:: Instructions to follow ::
Nothing but the lines from the one with "assert_eq!(datasets.suicide_risk[0].odds_ratio, 6.2);" through the final line of the listing should appear in the answer, each copied exactly.
********
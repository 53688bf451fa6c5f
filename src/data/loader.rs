use log::debug;
use std::fs::File;
use std::path::{Path, PathBuf};
use std::sync::Arc;

use crate::config::Config;
use crate::core::constants::files;
use crate::core::error::{DashboardError, Result};
use crate::core::types::DatasetKind;
use crate::data::cache::{CacheKey, DatasetCache};
use crate::data::records::{
    DisorderRecord, FacilityRecord, RiskFactorRecord, SuicideRiskRecord, WorkforceRecord,
};
use crate::data::table::Table;

/// Where each of the five datasets is read from.
#[derive(Debug, Clone, PartialEq, Eq)]
pub struct DatasetPaths {
    pub disorders: PathBuf,
    pub facilities: PathBuf,
    pub workforce: PathBuf,
    pub suicide_risk: PathBuf,
    pub risk_factors: PathBuf,
}

impl Default for DatasetPaths {
    fn default() -> Self {
        Self::in_dir(files::DATA_DIR)
    }
}

impl DatasetPaths {
    /// Default file names inside `dir`
    pub fn in_dir<P: AsRef<Path>>(dir: P) -> Self {
        let dir = dir.as_ref();
        Self {
            disorders: dir.join(files::DISORDERS),
            facilities: dir.join(files::FACILITIES),
            workforce: dir.join(files::WORKFORCE),
            suicide_risk: dir.join(files::SUICIDE_RISK),
            risk_factors: dir.join(files::RISK_FACTORS),
        }
    }

    /// Resolve paths from configuration. Relative per-file overrides are
    /// taken relative to the data directory.
    pub fn from_config(config: &Config) -> Self {
        let dir = PathBuf::from(config.data_dir.as_deref().unwrap_or(files::DATA_DIR));
        let resolve = |value: &Option<String>, default: &str| match value {
            Some(file) => dir.join(file),
            None => dir.join(default),
        };

        Self {
            disorders: resolve(&config.disorders_file, files::DISORDERS),
            facilities: resolve(&config.facilities_file, files::FACILITIES),
            workforce: resolve(&config.workforce_file, files::WORKFORCE),
            suicide_risk: resolve(&config.suicide_risk_file, files::SUICIDE_RISK),
            risk_factors: resolve(&config.risk_factors_file, files::RISK_FACTORS),
        }
    }

    pub fn path(&self, kind: DatasetKind) -> &Path {
        match kind {
            DatasetKind::Disorders => &self.disorders,
            DatasetKind::Facilities => &self.facilities,
            DatasetKind::Workforce => &self.workforce,
            DatasetKind::SuicideRisk => &self.suicide_risk,
            DatasetKind::RiskFactors => &self.risk_factors,
        }
    }
}

/// Read `path` as a `kind` table through `cache`.
pub fn load_table(kind: DatasetKind, path: &Path, cache: &DatasetCache) -> Result<Arc<Table>> {
    if !path.is_file() {
        return Err(DashboardError::FileNotFound(path.display().to_string()));
    }

    let key = CacheKey::for_file(kind, path)?;
    cache.get_or_load(key, || read_table(kind, path))
}

fn read_table(kind: DatasetKind, path: &Path) -> Result<Table> {
    let file = File::open(path)?;
    let mut table = Table::from_reader(kind, file)?;
    apply_renames(&mut table);
    debug!(
        "Read {} rows from {} with columns {:?}",
        table.len(),
        path.display(),
        table.column_names()
    );
    Ok(table)
}

/// Map source-specific headers onto the canonical column names.
fn apply_renames(table: &mut Table) {
    match table.kind() {
        DatasetKind::Disorders => {}
        DatasetKind::Facilities => {
            table.rename("nb_of_users_per_100000", "users_per_100k");
        }
        DatasetKind::Workforce => {
            if table.has_column("position") && table.has_column("nb_staff_per_100000") {
                table.rename("position", "profession");
                table.rename("nb_staff_per_100000", "workers_per_100k");
            }
        }
        // Headers of the first two columns vary between exports, positions do not
        DatasetKind::SuicideRisk => {
            table.rename_at(0, "disorder");
            table.rename_at(1, "or");
        }
        DatasetKind::RiskFactors => {
            table.rename("val", "ylds_rate_per_100k");
            table.rename("upper", "ci_upper");
            table.rename("lower", "ci_lower");
            table.rename("risk", "risk_factor");
        }
    }
}

pub fn load_disorders(path: &Path, cache: &DatasetCache) -> Result<Arc<Table>> {
    load_table(DatasetKind::Disorders, path, cache)
}

pub fn load_facilities(path: &Path, cache: &DatasetCache) -> Result<Arc<Table>> {
    load_table(DatasetKind::Facilities, path, cache)
}

pub fn load_workforce(path: &Path, cache: &DatasetCache) -> Result<Arc<Table>> {
    load_table(DatasetKind::Workforce, path, cache)
}

pub fn load_suicide_risk(path: &Path, cache: &DatasetCache) -> Result<Arc<Table>> {
    load_table(DatasetKind::SuicideRisk, path, cache)
}

pub fn load_risk_factors(path: &Path, cache: &DatasetCache) -> Result<Arc<Table>> {
    load_table(DatasetKind::RiskFactors, path, cache)
}

/// All five datasets decoded into typed records for one render.
#[derive(Debug, Clone, Default, PartialEq)]
pub struct Datasets {
    pub disorders: Vec<DisorderRecord>,
    pub facilities: Vec<FacilityRecord>,
    pub workforce: Vec<WorkforceRecord>,
    pub suicide_risk: Vec<SuicideRiskRecord>,
    pub risk_factors: Vec<RiskFactorRecord>,
}

impl Datasets {
    pub fn load(paths: &DatasetPaths, cache: &DatasetCache) -> Result<Self> {
        Self::load_with(paths, cache, |_, _| {})
    }

    /// Load every dataset, calling `on_loaded` after each table is available.
    pub fn load_with<F>(paths: &DatasetPaths, cache: &DatasetCache, mut on_loaded: F) -> Result<Self>
    where
        F: FnMut(DatasetKind, &Table),
    {
        let mut load = |kind: DatasetKind| -> Result<Arc<Table>> {
            let table = load_table(kind, paths.path(kind), cache)?;
            on_loaded(kind, &table);
            Ok(table)
        };

        Ok(Self {
            disorders: load(DatasetKind::Disorders)?.typed()?,
            facilities: load(DatasetKind::Facilities)?.typed()?,
            workforce: load(DatasetKind::Workforce)?.typed()?,
            suicide_risk: load(DatasetKind::SuicideRisk)?.typed()?,
            risk_factors: load(DatasetKind::RiskFactors)?.typed()?,
        })
    }
}

#[cfg(test)]
mod tests {
    use super::*;
    use crate::data::normalize::is_normalized;
    use std::fs;

    const DISORDERS_CSV: &str = "Country,Cause,Sex,Age,Year,Prevalence rate,Incidence rate,YLDs rate\n\
        Lebanon,Anxiety disorders,Female,All ages,2021,1000,90,120\n";
    const FACILITIES_CSV: &str = "Facility type,Nb of users per 100000\nOutpatient,350.5\n";
    const WORKFORCE_CSV: &str = "Position,Nb staff per 100000\nPsychiatrists,1.2\n";
    const SUICIDE_CSV: &str = "Mental disorder,OR,CI lower,CI higher\nDepression,6.2,4.1,9.3\n";
    const RISK_FACTORS_CSV: &str = "cause,risk,sex,age,val,upper,lower\n\
        Anxiety disorders,Behavioral risks,Female,15-19 years,10.5,14.1,7.2\n";

    fn data_dir() -> tempfile::TempDir {
        let dir = tempfile::tempdir().unwrap();
        fs::write(dir.path().join(files::DISORDERS), DISORDERS_CSV).unwrap();
        fs::write(dir.path().join(files::FACILITIES), FACILITIES_CSV).unwrap();
        fs::write(dir.path().join(files::WORKFORCE), WORKFORCE_CSV).unwrap();
        fs::write(dir.path().join(files::SUICIDE_RISK), SUICIDE_CSV).unwrap();
        fs::write(dir.path().join(files::RISK_FACTORS), RISK_FACTORS_CSV).unwrap();
        dir
    }

    #[test]
    fn test_loaders_normalize_and_rename() -> Result<()> {
        let dir = data_dir();
        let paths = DatasetPaths::in_dir(dir.path());
        let cache = DatasetCache::new();

        let facilities = load_facilities(&paths.facilities, &cache)?;
        assert_eq!(facilities.column_names(), vec!["facility_type", "users_per_100k"]);

        let workforce = load_workforce(&paths.workforce, &cache)?;
        assert_eq!(workforce.column_names(), vec!["profession", "workers_per_100k"]);

        let suicide = load_suicide_risk(&paths.suicide_risk, &cache)?;
        assert_eq!(
            suicide.column_names(),
            vec!["disorder", "or", "ci_lower", "ci_higher"]
        );

        let risk = load_risk_factors(&paths.risk_factors, &cache)?;
        assert_eq!(
            risk.column_names(),
            vec!["cause", "risk_factor", "sex", "age", "ylds_rate_per_100k", "ci_upper", "ci_lower"]
        );

        let disorders = load_disorders(&paths.disorders, &cache)?;
        assert!(disorders.column_names().iter().all(|c| is_normalized(c)));
        Ok(())
    }

    #[test]
    fn test_workforce_rename_needs_both_columns() -> Result<()> {
        let dir = tempfile::tempdir()?;
        let path = dir.path().join("hr.csv");
        fs::write(&path, "Position,Count\nNurses,3\n")?;

        let table = load_workforce(&path, &DatasetCache::new())?;
        assert_eq!(table.column_names(), vec!["position", "count"]);
        assert!(matches!(
            table.typed::<WorkforceRecord>(),
            Err(DashboardError::MissingColumn { .. })
        ));
        Ok(())
    }

    #[test]
    fn test_loading_twice_yields_identical_tables() -> Result<()> {
        let dir = data_dir();
        let paths = DatasetPaths::in_dir(dir.path());

        let cached = DatasetCache::new();
        let first = load_disorders(&paths.disorders, &cached)?;
        let second = load_disorders(&paths.disorders, &cached)?;
        assert!(Arc::ptr_eq(&first, &second));

        let fresh = load_disorders(&paths.disorders, &DatasetCache::new())?;
        assert_eq!(*first, *fresh);
        Ok(())
    }

    #[test]
    fn test_missing_file_is_reported() {
        let result = load_disorders(Path::new("/no/such/dir/file.csv"), &DatasetCache::new());
        match result {
            Err(DashboardError::FileNotFound(path)) => assert!(path.contains("file.csv")),
            other => panic!("Expected FileNotFound, got {other:?}"),
        }
    }

    #[test]
    fn test_datasets_load_calls_observer_for_each_table() -> Result<()> {
        let dir = data_dir();
        let paths = DatasetPaths::in_dir(dir.path());
        let mut seen = Vec::new();

        let datasets = Datasets::load_with(&paths, &DatasetCache::new(), |kind, table| {
            seen.push((kind, table.len()));
        })?;

        assert_eq!(seen.len(), 5);
        assert_eq!(seen[0], (DatasetKind::Disorders, 1));
        assert_eq!(datasets.disorders[0].prevalence_rate, 1000.0);
        assert_eq!(datasets.facilities[0].users_per_100k, 350.5);
        assert_eq!(datasets.workforce[0].profession.as_deref(), Some("Psychiatrists"));
        assert_eq!(datasets.suicide_risk[0].odds_ratio, 6.2);
        assert_eq!(datasets.risk_factors[0].risk_factor, "Behavioral risks");
        Ok(())
    }

    #[test]
    fn test_paths_from_config() {
        let config = Config {
            data_dir: Some("/data".to_string()),
            workforce_file: Some("staff.csv".to_string()),
            ..Default::default()
        };
        let paths = DatasetPaths::from_config(&config);
        assert_eq!(paths.disorders, PathBuf::from("/data").join(files::DISORDERS));
        assert_eq!(paths.workforce, PathBuf::from("/data/staff.csv"));
        assert_eq!(paths.path(DatasetKind::Workforce), Path::new("/data/staff.csv"));
    }
}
********
:: Finished task ::
        assert_eq!(datasets.suicide_risk[0].odds_ratio, 6.2);
        assert_eq!(datasets.risk_factors[0].risk_factor, "Behavioral risks");
        Ok(())
    }

    #[test]
    fn test_paths_from_config() {
        let config = Config {
            data_dir: Some("/data".to_string()),
            workforce_file: Some("staff.csv".to_string()),
            ..Default::default()
        };
        let paths = DatasetPaths::from_config(&config);
        assert_eq!(paths.disorders, PathBuf::from("/data").join(files::DISORDERS));
        assert_eq!(paths.workforce, PathBuf::from("/data/staff.csv"));
        assert_eq!(paths.path(DatasetKind::Workforce), Path::new("/data/staff.csv"));
    }
}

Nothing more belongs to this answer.